Scan the records below, and wherever a line has the word "repositories", pull it out.

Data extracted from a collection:
==*==
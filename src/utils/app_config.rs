/// Application configuration management
/// Reads optional settings from $BASEMENT_CONFIG or ~/.config/basement/config.toml

use anyhow::{Context, Result};
use serde::{Deserialize, Serialize};
use std::fs;
use std::path::{Path, PathBuf};

use crate::utils::ENV_CONFIG;

#[derive(Debug, Clone, PartialEq, Serialize, Deserialize)]
#[serde(default)]
pub struct Settings {
    /// One repository directory per backup name lives here
    pub repository_root: PathBuf,
    /// Where the target's mounts are re-rooted inside the child
    pub backup_root: PathBuf,
    /// Archival tool cache, persisted across children
    pub cache_dir: PathBuf,
    /// Engine control socket, never considered when linking containers
    pub control_socket: PathBuf,
    /// Archival tool executable
    pub archiver: String,
    pub default_prefix: String,
    /// Host files mounted read-only so archive timestamps use local time
    ///
    /// These are host paths and are bound without checking: a missing one
    /// would be created as a directory by the engine.
    pub timezone_files: Vec<PathBuf>,
}

impl Default for Settings {
    fn default() -> Self {
        Self {
            repository_root: PathBuf::from("/repositories"),
            backup_root: PathBuf::from("/backup"),
            cache_dir: PathBuf::from("/root/.cache/borg"),
            control_socket: PathBuf::from("/var/run/docker.sock"),
            archiver: "borg".to_string(),
            default_prefix: "bs".to_string(),
            timezone_files: vec![PathBuf::from("/etc/localtime")],
        }
    }
}

impl Settings {
    /// Get config file path, if one is configured or present
    pub fn config_path() -> Option<PathBuf> {
        if let Ok(path) = std::env::var(ENV_CONFIG) {
            return Some(PathBuf::from(path));
        }

        let path = dirs::config_dir()?.join("basement").join("config.toml");
        path.exists().then_some(path)
    }

    /// Load configuration, falling back to defaults when no file exists
    pub fn load() -> Result<Self> {
        match Self::config_path() {
            Some(path) => Self::load_from(&path),
            None => Ok(Self::default()),
        }
    }

    /// Load configuration from a specific file
    pub fn load_from(path: &Path) -> Result<Self> {
        let contents = fs::read_to_string(path)
            .with_context(|| format!("Failed to read config file {}", path.display()))?;

        let settings: Self = toml::from_str(&contents)
            .with_context(|| format!("Failed to parse config file {}", path.display()))?;

        Ok(settings)
    }

    /// Repository location for a resolved backup name
    pub fn repository_path(&self, backup_name: &str) -> PathBuf {
        self.repository_root.join(backup_name)
    }
}

#[cfg(test)]
mod tests {
    use super::*;
    use std::io::Write;
    use tempfile::NamedTempFile;

    #[test]
    fn test_partial_file_keeps_defaults() {
        let mut file = NamedTempFile::new().unwrap();
        writeln!(file, "repository_root = \"/srv/repos\"").unwrap();
        writeln!(file, "default_prefix = \"nightly\"").unwrap();

        let settings = Settings::load_from(file.path()).unwrap();

        assert_eq!(settings.repository_root, PathBuf::from("/srv/repos"));
        assert_eq!(settings.default_prefix, "nightly");
        assert_eq!(settings.backup_root, PathBuf::from("/backup"));
        assert_eq!(settings.archiver, "borg");
    }

    #[test]
    fn test_invalid_file_is_an_error() {
        let mut file = NamedTempFile::new().unwrap();
        writeln!(file, "repository_root = [").unwrap();

        assert!(Settings::load_from(file.path()).is_err());
    }

    #[test]
    fn test_repository_path() {
        let settings = Settings::default();
        assert_eq!(
            settings.repository_path("mysite"),
            PathBuf::from("/repositories/mysite")
        );
    }
}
==*==
Result:
            repository_root: PathBuf::from("/repositories"),
            PathBuf::from("/repositories/mysite")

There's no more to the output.